A rispondere all’appello, fino ad ora sono stati Gavio (4 milioni di euro), Pirelli (7,5 milioni), Intesa Sanpaolo (26 milioni), la Atlantia dei Benetton (26 milioni) la Immsi di Roberto Colaninno (13 milioni) e il socio Maccagnani (6 milioni). Ulteriori 65 milioni sono stati versati da Intesa Sanpaolo e Unicredit a valere sulla loro garanzia di 100 milioni di euro. A questi vanno aggiunti altri 25,5 milioni di provenienza incerta, mentre è certo che si tratta di versamenti tutti nettamente inferiori a quanto è disponibile a mettere sul piatto Poste. 

E che la meta, se sarà raggiunta, lo sarà con grandi difficoltà. Probabilmente grazie al pressing insistente operato dalle banche sui soci della compagnia, anche i più piccoli. Intanto si è aperta la vendita dell’inoptato. Con una prima fase in cui i soci che hanno sottoscritto interamente la propria quota potranno godere del diritto di prelazione fino a un termine che non è ancora stato fissato. Dopodiché fino al 31 dicembre potranno entrare sull’inoptato anche soggetti terzi. Ed è in quella fase che è atteso l’ingresso di Poste Italiane. “Ci sono molte prenotazioni per questa componente: quindi tutto lascia prevedere un percorso di conclusione positiva”, ha commentato ancora Sarmi.

Le speranze di tutti – soci, banche e governo – sono che Air France ritorni sui suoi passi. Anche perché non sembra esserci molto altro in cui sperare. Non a caso l’ad di Intesa Sanpaolo, Carlo Messina, sostiene che la compagnia d’Oltralpe “non è ancora completamente fuori dallo schema” e ci “sono ancora spazi per fare ragionamenti con lei”. Anche perchè, ha sottolineato il presidente di gestione della stessa Intesa, Gianmaria Gros Pietro, Alitalia “non può andare avanti da sola. Per potere avere un futuro, la compagnia aerea ha bisogno di un partner”.

“Oggi scadono i termini per l’aumento di capitale, poi ci sono quelli per l’inoptato, che è l’altra fase – ha spiegato ancora Messina – Fino a quel momento non avremo l’importo definitivo dell’aumento di capitale. Però io  sono abbastanza tranquillo sul raggiungimento degli importi e quindi sull’ingresso di Poste”. Quanto ai partner internazionali, il banchiere ha evidenziato come ce ne sia bisogno e Air France non sia ancora del tutto “fuori”. Comunque, ha proseguito, “non c’è dubbio che vadano poi valutate tutte le diverse ipotesi di cui si è parlato sui giornali”. Per Messina “tutti i possibili partner internazionali rimarranno in questo ambito fino alla conclusione dell’inoptato”. Quindi, ha spiegato, “io penso che avremo ancora un mese prima di capire chi effettivamente potrà essere il partner sui cui investire”.

“Il governo nell’impegno che sta mettendo per il salvataggio di Alitalia ci ha chiesto uno sforzo rispetto alla tassa Iresa che fu introdotta lo scorso anno sotto la giunta Polverini e confermata da noi.

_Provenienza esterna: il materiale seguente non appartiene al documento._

//! Locale-aware routing.
//!
//! Routes match an absolute path offset inside the request path and report
//! how many bytes they consumed, so they compose inside nested trees. Matching
//! never touches the locale registry directly: a match carries the locale it
//! detected and the caller applies it to the request-scoped registry (see
//! `Routing::apply_to`).
//!
//! - `literal`, `segment`, `part`, `tree`: ordinary route building blocks
//! - `locale_segment`: a route node for a single `/<locale>/` prefix
//! - `stack`: the top-level router that strips and re-prepends the prefix
//! - `listener`: applies routing results and derives response headers

mod listener;
mod literal;
mod locale_segment;
mod part;
mod segment;
mod stack;
mod tree;

pub use listener::{content_language, Routing};
pub use literal::Literal;
pub use locale_segment::LocaleRouteSegment;
pub use part::Part;
pub use segment::Segment;
pub use stack::LocaleAwareRouteStack;
pub use tree::RouteStack;

use crate::error::RouteError;
use crate::i18n::LocaleRegistry;
use std::collections::BTreeMap;
use url::Url;

/// Reserved match parameter holding the locale found by `LocaleRouteSegment`.
pub const LOCALE_PARAM: &str = "__LOCALE__";

/// Match parameter that always carries the effective canonical locale.
pub const LOCALE: &str = "locale";

pub type Params = BTreeMap<String, String>;

/// The parts of an inbound request routing needs.
#[derive(Debug, Clone, PartialEq, Eq)]
pub struct RouteRequest {
    uri: Url,
    base_url: String,
}

impl RouteRequest {
    pub fn new(uri: Url) -> Self {
        Self {
            uri,
            base_url: String::new(),
        }
    }

    pub fn parse(uri: &str) -> Result<Self, url::ParseError> {
        Url::parse(uri).map(Self::new)
    }

    /// Path prefix under which the application is mounted (e.g. `/app`).
    pub fn with_base_url(mut self, base_url: impl Into<String>) -> Self {
        self.base_url = base_url.into().trim_end_matches('/').to_string();
        self
    }

    pub fn uri(&self) -> &Url {
        &self.uri
    }

    pub fn path(&self) -> &str {
        self.uri.path()
    }

    pub fn host(&self) -> Option<&str> {
        self.uri.host_str()
    }

    pub fn base_url(&self) -> &str {
        &self.base_url
    }

    /// The request URI with a `/` appended to its path.
    pub(crate) fn with_trailing_slash(&self) -> String {
        let mut uri = self.uri.clone();
        let path = format!("{}/", uri.path());
        uri.set_path(&path);
        uri.to_string()
    }
}

/// Everything a route sees while matching.
#[derive(Debug, Clone, Copy)]
pub struct MatchContext<'a> {
    pub request: &'a RouteRequest,
    pub registry: Option<&'a LocaleRegistry>,
}

impl<'a> MatchContext<'a> {
    pub fn new(request: &'a RouteRequest, registry: Option<&'a LocaleRegistry>) -> Self {
        Self { request, registry }
    }
}

/// A successful match.
#[derive(Debug, Clone, Default, PartialEq, Eq)]
pub struct RouteMatch {
    length: usize,
    params: Params,
    matched_route_name: Option<String>,
    locale: Option<String>,
}

impl RouteMatch {
    pub fn new(params: Params, length: usize) -> Self {
        Self {
            length,
            params,
            ..Self::default()
        }
    }

    /// Attach a locale detected while matching. The caller is expected to
    /// make it current on the request registry.
    pub fn with_locale(mut self, locale: impl Into<String>) -> Self {
        self.locale = Some(locale.into());
        self
    }

    /// Bytes of path consumed by the match.
    pub fn length(&self) -> usize {
        self.length
    }

    pub fn params(&self) -> &Params {
        &self.params
    }

    pub fn param(&self, name: &str) -> Option<&str> {
        self.params.get(name).map(String::as_str)
    }

    pub fn set_param(&mut self, name: impl Into<String>, value: impl Into<String>) {
        self.params.insert(name.into(), value.into());
    }

    pub fn locale(&self) -> Option<&str> {
        self.locale.as_deref()
    }

    pub fn matched_route_name(&self) -> Option<&str> {
        self.matched_route_name.as_deref()
    }

    /// Set the route name, prefixing any name already set by a nested route
    /// (`parent/child`).
    pub fn set_matched_route_name(&mut self, name: &str) {
        self.matched_route_name = Some(match self.matched_route_name.take() {
            Some(child) => format!("{}/{}", name, child),
            None => name.to_string(),
        });
    }

    /// Fold a child match into this one.
    pub fn merge(&mut self, other: RouteMatch) {
        self.params.extend(other.params);
        self.length += other.length;
        if other.matched_route_name.is_some() {
            self.matched_route_name = other.matched_route_name;
        }
        if other.locale.is_some() {
            self.locale = other.locale;
        }
    }
}

/// A permanent redirect issued instead of a match.
#[derive(Debug, Clone, PartialEq, Eq)]
pub struct Redirect {
    /// Absolute target URI for the `Location` header.
    pub location: String,
    /// Locale detected in the path that triggered the redirect.
    pub locale: String,
}

/// Result of a route that recognised the path.
///
/// `Redirect` is terminal: the response is the redirect and no further
/// routes may be tried.
#[derive(Debug, Clone, PartialEq, Eq)]
pub enum MatchOutcome {
    Match(RouteMatch),
    Redirect(Redirect),
}

/// Options for URL assembly.
#[derive(Debug, Clone, PartialEq, Eq)]
pub struct AssembleOptions {
    /// Route name, `parent/child` for nested routes.
    pub name: Option<String>,
    /// Target locale; the registry's current locale when unset.
    pub locale: Option<String>,
    /// Emit the prefix even for the default locale.
    pub display_default_locale: bool,
    pub query: Option<String>,
    pub fragment: Option<String>,
    /// Produce an absolute URI using the request's scheme and host.
    pub force_canonical: bool,
    /// Absolute target URI whose scheme, host and port are used.
    pub uri: Option<Url>,
    /// Remove dot segments from the assembled path.
    pub normalize_path: bool,
}

impl Default for AssembleOptions {
    fn default() -> Self {
        Self {
            name: None,
            locale: None,
            display_default_locale: false,
            query: None,
            fragment: None,
            force_canonical: false,
            uri: None,
            normalize_path: true,
        }
    }
}

impl AssembleOptions {
    pub fn named(name: impl Into<String>) -> Self {
        Self {
            name: Some(name.into()),
            ..Self::default()
        }
    }

    pub fn with_locale(mut self, locale: impl Into<String>) -> Self {
        self.locale = Some(locale.into());
        self
    }

    pub fn with_display_default_locale(mut self, display: bool) -> Self {
        self.display_default_locale = display;
        self
    }

    pub fn with_query(mut self, query: impl Into<String>) -> Self {
        self.query = Some(query.into());
        self
    }

    pub fn with_fragment(mut self, fragment: impl Into<String>) -> Self {
        self.fragment = Some(fragment.into());
        self
    }

    pub fn with_force_canonical(mut self, force: bool) -> Self {
        self.force_canonical = force;
        self
    }

    pub fn with_uri(mut self, uri: Url) -> Self {
        self.uri = Some(uri);
        self
    }

    pub fn with_normalize_path(mut self, normalize: bool) -> Self {
        self.normalize_path = normalize;
        self
    }
}

/// Context for assembly: both parts are optional.
#[derive(Debug, Clone, Copy, Default)]
pub struct AssembleContext<'a> {
    pub request: Option<&'a RouteRequest>,
    pub registry: Option<&'a LocaleRegistry>,
}

impl<'a> AssembleContext<'a> {
    pub fn new(request: Option<&'a RouteRequest>, registry: Option<&'a LocaleRegistry>) -> Self {
        Self { request, registry }
    }
}

/// A node in the route tree.
pub trait Route: Send + Sync {
    /// Match the request path starting at byte `offset`.
    fn match_path(&self, cx: &MatchContext<'_>, offset: usize) -> Option<MatchOutcome>;

    /// Assemble this route's part of a path.
    fn assemble(
        &self,
        params: &Params,
        options: &AssembleOptions,
        registry: Option<&LocaleRegistry>,
    ) -> Result<String, RouteError>;

    /// Child routes, for routes that nest others.
    fn children(&self) -> Option<&RouteStack> {
        None
    }
}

Tassa che vale 56 milioni all’anno. Vista la delicatezza della situazione di Alitalia taglieremo la tassa almeno del 30%, verificheremo poi se sarà possibile andare oltre. Speriamo che questa sia una buona soluzione per l’azienda Alitalia e per il rilancio dell’aeroporto di Fiumicino“, fa sapere intanto il presidente della Regione Lazio Nicola Zingaretti.